──────── Excerpted records ────────
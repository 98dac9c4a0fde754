use crate::error::LifecycleError;
use crate::events::{SubjectRef, TenantId, Timestamp};
use crate::risk::RiskCategory;
use serde::{Deserialize, Serialize};
use std::fmt;
use uuid::Uuid;

/// Lifecycle status of a prioritized issue
#[derive(Debug, Clone, Copy, Serialize, Deserialize, PartialEq, Eq, Hash)]
#[serde(rename_all = "snake_case")]
pub enum IssueStatus {
    New,
    Acknowledged,
    Investigating,
    ActionTaken,
    Resolved,
    Dismissed,
}

impl IssueStatus {
    pub fn is_open(&self) -> bool {
        !matches!(self, IssueStatus::Resolved | IssueStatus::Dismissed)
    }

    /// Whether a reviewer may move an issue from `self` to `to`
    pub fn can_transition_to(&self, to: IssueStatus) -> bool {
        use IssueStatus::*;
        match self {
            New => to != New,
            Acknowledged => matches!(to, Investigating | ActionTaken | Resolved | Dismissed),
            Investigating => matches!(to, ActionTaken | Resolved | Dismissed),
            ActionTaken => matches!(to, Investigating | Resolved),
            Resolved | Dismissed => false,
        }
    }
}

impl fmt::Display for IssueStatus {
    fn fmt(&self, f: &mut fmt::Formatter<'_>) -> fmt::Result {
        let name = match self {
            IssueStatus::New => "new",
            IssueStatus::Acknowledged => "acknowledged",
            IssueStatus::Investigating => "investigating",
            IssueStatus::ActionTaken => "action_taken",
            IssueStatus::Resolved => "resolved",
            IssueStatus::Dismissed => "dismissed",
        };
        f.write_str(name)
    }
}

/// External reviewer action on an issue
#[derive(Debug, Clone, Copy, Serialize, Deserialize, PartialEq, Eq)]
#[serde(rename_all = "snake_case")]
pub enum ReviewAction {
    Acknowledge,
    Investigate,
    RecordAction,
    Resolve,
    Dismiss,
}

impl ReviewAction {
    pub fn target_status(&self) -> IssueStatus {
        match self {
            ReviewAction::Acknowledge => IssueStatus::Acknowledged,
            ReviewAction::Investigate => IssueStatus::Investigating,
            ReviewAction::RecordAction => IssueStatus::ActionTaken,
            ReviewAction::Resolve => IssueStatus::Resolved,
            ReviewAction::Dismiss => IssueStatus::Dismissed,
        }
    }
}

/// Ranked, reviewer-facing unit of work derived from a risk score
#[derive(Debug, Clone, Serialize, Deserialize, PartialEq)]
pub struct PrioritizedIssue {
    /// Unique identifier for the issue
    pub id: Uuid,
    /// Tenant the issue belongs to
    pub tenant_id: TenantId,
    /// Resident or caregiver the issue is about
    pub subject: SubjectRef,
    /// Machine-readable kind, e.g. "resident_health_risk"
    pub issue_type: String,
    /// Risk category the issue was raised for
    pub category: RiskCategory,
    /// One-line summary shown on the review dashboard
    pub title: String,
    /// Longer explanation of why the issue was raised
    pub description: String,
    /// 0-100
    pub urgency: f64,
    /// 0-100, the originating risk score
    pub severity: f64,
    /// 0-1
    pub confidence: f64,
    /// Ranking key: urgency, severity and confidence combined
    pub priority_score: f64,
    /// Risk score the issue was derived from
    pub risk_score_id: Uuid,
    /// Anomalies behind the risk score
    pub anomaly_ids: Vec<Uuid>,
    /// Interventions carried over from the risk score
    pub suggested_actions: Vec<String>,
    /// Current lifecycle status
    pub status: IssueStatus,
    /// When the prioritizer created the issue
    pub created_at: Timestamp,
    /// Reviewer the issue is assigned to
    pub assigned_to: Option<String>,
    /// When the current assignment was made
    pub assigned_at: Option<Timestamp>,
    /// Reviewer who first moved the issue out of `New`
    pub acknowledged_by: Option<String>,
    /// When the issue first left `New`
    pub acknowledged_at: Option<Timestamp>,
    /// Reviewer who resolved or dismissed the issue
    pub resolved_by: Option<String>,
    /// When the issue reached a terminal status
    pub resolved_at: Option<Timestamp>,
    /// Notes recorded with the resolution or dismissal
    pub resolution_notes: Option<String>,
    /// Write counter; bumped by the store on every accepted update
    #[serde(default)]
    pub version: u64,
}

impl PrioritizedIssue {
    /// Apply a reviewer action, stamping actor and time
    ///
    /// # Errors
    ///
    /// Returns `LifecycleError::InvalidTransition` if the move is not allowed
    /// from the current status; the issue is left unchanged.
    pub fn apply(
        &mut self,
        action: ReviewAction,
        actor: &str,
        notes: Option<String>,
        now: Timestamp,
    ) -> Result<(), LifecycleError> {
        let to = action.target_status();
        if !self.status.can_transition_to(to) {
            return Err(LifecycleError::InvalidTransition {
                from: self.status.to_string(),
                to: to.to_string(),
            });
        }

        if self.status == IssueStatus::New {
            self.acknowledged_by = Some(actor.to_string());
            self.acknowledged_at = Some(now);
        }
        if !to.is_open() {
            self.resolved_by = Some(actor.to_string());
            self.resolved_at = Some(now);
            self.resolution_notes = notes;
        }
        self.status = to;
        Ok(())
    }

    /// Assign the issue to a reviewer; only open issues can be assigned
    pub fn assign(&mut self, assignee: &str, now: Timestamp) -> Result<(), LifecycleError> {
        if !self.status.is_open() {
            return Err(LifecycleError::InvalidTransition {
                from: self.status.to_string(),
                to: "assigned".to_string(),
            });
        }
        self.assigned_to = Some(assignee.to_string());
        self.assigned_at = Some(now);
        Ok(())
    }
}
────────
Task instructions: Please output the exact lines of the records above, beginning with the first and stopping after the line that holds "impl fmt::Display for", and nothing else.

Solution to this exercise:
repository 98dac9c4a0fde754
use crate::error::LifecycleError;
use crate::events::{SubjectRef, TenantId, Timestamp};
use crate::risk::RiskCategory;
use serde::{Deserialize, Serialize};
use std::fmt;
use uuid::Uuid;

/// Lifecycle status of a prioritized issue
#[derive(Debug, Clone, Copy, Serialize, Deserialize, PartialEq, Eq, Hash)]
#[serde(rename_all = "snake_case")]
pub enum IssueStatus {
    New,
    Acknowledged,
    Investigating,
    ActionTaken,
    Resolved,
    Dismissed,
}

impl IssueStatus {
    pub fn is_open(&self) -> bool {
        !matches!(self, IssueStatus::Resolved | IssueStatus::Dismissed)
    }

    /// Whether a reviewer may move an issue from `self` to `to`
    pub fn can_transition_to(&self, to: IssueStatus) -> bool {
        use IssueStatus::*;
        match self {
            New => to != New,
            Acknowledged => matches!(to, Investigating | ActionTaken | Resolved | Dismissed),
            Investigating => matches!(to, ActionTaken | Resolved | Dismissed),
            ActionTaken => matches!(to, Investigating | Resolved),
            Resolved | Dismissed => false,
        }
    }
}

impl fmt::Display for IssueStatus {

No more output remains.